Merchant Archive // Fall 2018 //

Merchant Archive 

Sophie Merchant had trained as a dental hygienist but she launched Merchant Archive, a vintage marketplace, on the brink of the economic downturn, in 2007. She specialised in selling celebrities, stylists and designers a selection of vintage clothing and jewellery. Due to high demand and the encouragement of her peers, she launched her first shop in Queen’s Park before opening her current outpost on Bloomsbury Street (by way of Kilburn Lane). Also in high demand was Merchant’s curatorial vision. She launched a collection of her own designs for Spring 2015 and was immediately stocked by Net-a-Porter. Fast forward three-and-a-half years and she’s presenting at London Fashion Week at the disused Averard Hotel at Lancaster Gate. 

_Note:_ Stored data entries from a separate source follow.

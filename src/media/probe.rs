use super::process::run;
use super::{MediaError, MediaResult};
use std::ffi::OsString;
use std::path::Path;
use std::time::Duration;

/// Container duration of `path` in seconds, as reported by ffprobe.
pub async fn probe_duration(
    ffprobe_bin: &str,
    path: &Path,
    timeout: Option<Duration>,
) -> MediaResult<f64> {
    let args: Vec<OsString> = vec![
        "-v".into(),
        "error".into(),
        "-show_entries".into(),
        "format=duration".into(),
        "-of".into(),
        "default=noprint_wrappers=1:nokey=1".into(),
        path.as_os_str().to_owned(),
    ];
    let output = run(ffprobe_bin, &args, timeout).await?;
    parse_duration(&String::from_utf8_lossy(&output.stdout))
}

pub(crate) fn parse_duration(raw: &str) -> MediaResult<f64> {
    let trimmed = raw.trim();
    match trimmed.parse::<f64>() {
        Ok(secs) if secs.is_finite() && secs >= 0.0 => Ok(secs),
        _ => Err(MediaError::InvalidDuration(trimmed.to_string())),
    }
}

#[cfg(test)]
mod tests {
    use super::*;

    #[test]
    fn parses_plain_seconds() {
        assert_eq!(parse_duration("10.010000\n").unwrap(), 10.01);
    }

    #[test]
    fn rejects_unknown_duration() {
        assert!(matches!(
            parse_duration("N/A\n"),
            Err(MediaError::InvalidDuration(s)) if s == "N/A"
        ));
        assert!(parse_duration("").is_err());
    }
}
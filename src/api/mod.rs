pub mod auth;
pub mod middleware;
pub mod progress;
pub mod video;

use crate::config::AppConfig;
use crate::notifications::Mailer;
use crate::queue::JobQueue;
use axum::{
    http::StatusCode,
    response::{IntoResponse, Response},
    routing::{get, post},
    Extension, Json, Router,
};
use sea_orm::DatabaseConnection;
use serde_json::json;
use std::sync::Arc;

/// Name of the cookie carrying the login token.
pub const TOKEN_COOKIE: &str = "videoflix_token";

pub(crate) fn error_response(status: StatusCode, message: impl Into<String>) -> Response {
    (status, Json(json!({"error": message.into()}))).into_response()
}

pub(crate) fn internal_error(e: impl std::fmt::Display) -> Response {
    tracing::Span::current().record("error", tracing::field::display(&e));
    error_response(StatusCode::INTERNAL_SERVER_ERROR, e.to_string())
}

/// The application routes with their shared state. Transport concerns
/// (tracing, CORS, metrics) are layered on by the server binary.
pub fn router(
    db: DatabaseConnection,
    queue: Arc<dyn JobQueue>,
    mailer: Mailer,
    config: Arc<AppConfig>,
) -> Router {
    let auth_routes = Router::new()
        .route("/api/registration", post(auth::register))
        .route("/api/activate/:uid/:token", get(auth::activate))
        .route("/api/login", post(auth::login))
        .route("/api/password-reset", post(auth::request_password_reset))
        .route(
            "/api/reset-password/:uid/:token",
            post(auth::confirm_password_reset),
        );

    let protected_routes = Router::new()
        .route(
            "/api/videos",
            get(video::list_videos).post(video::create_video),
        )
        .route(
            "/api/videos/:id",
            get(video::get_video)
                .patch(video::update_video)
                .delete(video::delete_video),
        )
        .route("/api/videos/:id/reprocess", post(video::reprocess_video))
        .route("/api/videos/:id/stream", get(video::stream_video))
        .route(
            "/api/progress",
            get(progress::list_progress).post(progress::create_progress),
        )
        .route(
            "/api/progress/:id",
            get(progress::get_progress)
                .patch(progress::update_progress)
                .delete(progress::delete_progress),
        )
        .route_layer(axum::middleware::from_fn(middleware::auth_middleware));

    let body_limit = config.max_upload_bytes;

    Router::new()
        .route("/health", get(health_check))
        .merge(auth_routes)
        .merge(protected_routes)
        .layer(Extension(db))
        .layer(Extension(queue))
        .layer(Extension(mailer))
        .layer(Extension(config))
        .layer(tower_cookies::CookieManagerLayer::new())
        .layer(axum::extract::DefaultBodyLimit::max(body_limit))
}

async fn health_check() -> &'static str {
    "OK"
}
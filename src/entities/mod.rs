pub mod auth_token;
pub mod user;
pub mod user_video_progress;
pub mod video;

pub use auth_token::Entity as AuthToken;
pub use user::Entity as User;
pub use user_video_progress::Entity as UserVideoProgress;
pub use video::Entity as Video;
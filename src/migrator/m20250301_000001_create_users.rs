use sea_orm_migration::prelude::*;

#[derive(DeriveMigrationName)]
pub struct Migration;

#[async_trait::async_trait]
impl MigrationTrait for Migration {
    async fn up(&self, manager: &SchemaManager) -> Result<(), DbErr> {
        manager
            .create_table(
                Table::create()
                    .table(Users::Table)
                    .if_not_exists()
                    .col(
                        ColumnDef::new(Users::Id)
                            .integer()
                            .not_null()
                            .auto_increment()
                            .primary_key(),
                    )
                    .col(
                        ColumnDef::new(Users::Email)
                            .string()
                            .not_null()
                            .unique_key(),
                    )
                    .col(ColumnDef::new(Users::PasswordHash).string().not_null())
                    .col(
                        ColumnDef::new(Users::IsActive)
                            .boolean()
                            .not_null()
                            .default(false),
                    )
                    .col(ColumnDef::new(Users::ActivationToken).string().null())
                    .col(ColumnDef::new(Users::PasswordResetToken).string().null())
                    .col(ColumnDef::new(Users::PasswordResetExpiresAt).date_time().null())
                    .col(ColumnDef::new(Users::CreatedAt).date_time().not_null())
                    .col(ColumnDef::new(Users::UpdatedAt).date_time().not_null())
                    .to_owned(),
            )
            .await?;

        // One login token per user
        manager
            .create_table(
                Table::create()
                    .table(AuthTokens::Table)
                    .if_not_exists()
                    .col(
                        ColumnDef::new(AuthTokens::Key)
                            .string()
                            .not_null()
                            .primary_key(),
                    )
                    .col(
                        ColumnDef::new(AuthTokens::UserId)
                            .integer()
                            .not_null()
                            .unique_key(),
                    )
                    .col(ColumnDef::new(AuthTokens::CreatedAt).date_time().not_null())
                    .foreign_key(
                        ForeignKey::create()
                            .name("fk-auth_token-user_id")
                            .from(AuthTokens::Table, AuthTokens::UserId)
                            .to(Users::Table, Users::Id)
                            .on_delete(ForeignKeyAction::Cascade)
                            .on_update(ForeignKeyAction::Cascade),
                    )
                    .to_owned(),
            )
            .await
    }

    async fn down(&self, manager: &SchemaManager) -> Result<(), DbErr> {
        manager
            .drop_table(Table::drop().table(AuthTokens::Table).to_owned())
            .await?;
        manager
            .drop_table(Table::drop().table(Users::Table).to_owned())
            .await
    }
}

#[derive(DeriveIden)]
pub enum Users {
    Table,
    Id,
    Email,
    PasswordHash,
    IsActive,
    ActivationToken,
    PasswordResetToken,
    PasswordResetExpiresAt,
    CreatedAt,
    UpdatedAt,
}

#[derive(DeriveIden)]
enum AuthTokens {
    Table,
    Key,
    UserId,
    CreatedAt,
}
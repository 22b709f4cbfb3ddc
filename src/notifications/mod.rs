pub mod mailer;

pub use mailer::Mailer;
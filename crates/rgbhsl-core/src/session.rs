//! Editing session state
//!
//! [`ConverterSession`] is the state a converter view owns: one RGB record,
//! one HSL record, and the converter used by the two directional actions.
//! Field edits go through the validator first; conversions replace the
//! target record wholesale.

use crate::color::{HslColor, RgbColor};
use crate::convert::{ConvertOptions, Converter};
use crate::types::{Channel, HslChannel, RgbChannel};
use crate::validate::parse_edit;
use crate::Result;

/// RGB and HSL fields of one converter view
#[derive(Debug, Clone, Default)]
pub struct ConverterSession {
    rgb: RgbColor,
    hsl: HslColor,
    converter: Converter,
}

impl ConverterSession {
    /// Create a session with both records empty
    pub fn new() -> Self {
        Self::default()
    }

    /// Create a session with specific conversion options
    pub fn with_options(options: ConvertOptions) -> Self {
        Self {
            converter: Converter::new(options),
            ..Self::default()
        }
    }

    /// Current RGB record
    pub fn rgb(&self) -> RgbColor {
        self.rgb
    }

    /// Current HSL record
    pub fn hsl(&self) -> HslColor {
        self.hsl
    }

    /// Conversion options in effect
    pub fn options(&self) -> ConvertOptions {
        self.converter.options()
    }

    /// Apply a raw edit to an RGB field
    ///
    /// Returns `false` and leaves the record untouched when the validator
    /// rejects `raw`.
    pub fn edit_rgb(&mut self, channel: RgbChannel, raw: &str) -> bool {
        let Some(edit) = parse_edit(channel, raw) else {
            tracing::trace!(%channel, raw, "rejected rgb edit");
            return false;
        };
        match self.rgb.with_channel(channel, edit.value()) {
            Ok(next) => {
                self.rgb = next;
                true
            }
            Err(error) => {
                tracing::trace!(%channel, raw, %error, "rgb record refused edit");
                false
            }
        }
    }

    /// Apply a raw edit to an HSL field
    ///
    /// Returns `false` and leaves the record untouched when the validator
    /// rejects `raw`.
    pub fn edit_hsl(&mut self, channel: HslChannel, raw: &str) -> bool {
        let Some(edit) = parse_edit(channel, raw) else {
            tracing::trace!(%channel, raw, "rejected hsl edit");
            return false;
        };
        match self.hsl.with_channel(channel, edit.value()) {
            Ok(next) => {
                self.hsl = next;
                true
            }
            Err(error) => {
                tracing::trace!(%channel, raw, %error, "hsl record refused edit");
                false
            }
        }
    }

    /// Apply a raw edit to the field named `channel_name`
    ///
    /// Fails only for an unknown field name; otherwise reports whether the
    /// edit was accepted.
    pub fn edit(&mut self, channel_name: &str, raw: &str) -> Result<bool> {
        Ok(match channel_name.parse::<Channel>()? {
            Channel::Rgb(channel) => self.edit_rgb(channel, raw),
            Channel::Hsl(channel) => self.edit_hsl(channel, raw),
        })
    }

    /// Replace the HSL record with the conversion of the RGB record
    ///
    /// On error (strict options with an empty RGB field) nothing changes.
    pub fn convert_to_hsl(&mut self) -> Result<HslColor> {
        let hsl = self.converter.to_hsl(self.rgb)?;
        tracing::debug!(rgb = %self.rgb, hsl = %hsl, "converted rgb to hsl");
        self.hsl = hsl;
        Ok(hsl)
    }

    /// Replace the RGB record with the conversion of the HSL record
    ///
    /// On error (strict options with an empty HSL field) nothing changes.
    pub fn convert_to_rgb(&mut self) -> Result<RgbColor> {
        let rgb = self.converter.to_rgb(self.hsl)?;
        tracing::debug!(hsl = %self.hsl, rgb = %rgb, "converted hsl to rgb");
        self.rgb = rgb;
        Ok(rgb)
    }

    /// Text a widget should show for `channel`, blank when empty
    pub fn field_text(&self, channel: impl Into<Channel>) -> String {
        let value = match channel.into() {
            Channel::Rgb(c) => self.rgb.get(c).map(u16::from),
            Channel::Hsl(c) => self.hsl.get(c),
        };
        value.map(|v| v.to_string()).unwrap_or_default()
    }

    /// Clear both records
    pub fn reset(&mut self) {
        self.rgb = RgbColor::EMPTY;
        self.hsl = HslColor::EMPTY;
    }
}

Historicism-infused modernity is the modus operandi. In a way, a Merchant Archive show is like a jaunt to a vintage trader’s shop. You venture in, searching for something or nothing but ultimately finding something you want, whether it’s what you set out to find or not. As with most vintage stores there are some things you wish weren’t revived, best left in the epoch they derive from—the peplum waist and A-line trousers. As with most vintage stores there are items you wish were on-trend again—jewel tones and 50s-inspired silhouettes. Most importantly, as a fashion show is a proposition to the consumer, they are left to choose how to style the pieces which is what defines a modern look. 

Given the emphasis on reference, Merchant’s clothes aren’t particularly groundbreaking but they are forward-thinking. She is compelled to create clothes that are worthy of future archival. It contrasts with many nowadays who are more concerned with the Instagram moment than longevity, which is obviously where her business acumen is at play.

What’s pleasant about Merchant Archive’s presence on the London Fashion Week schedule is its restraint: it doesn’t force itself into the fashion conversation, its clothes are centred on quality and craftsmanship with historic references without being overwrought, kitschy or attention-seeking. And to their advantage, in years to come these are the kinds of clothes you’ll expect to see in secondhand shops, the cycle beginning anew.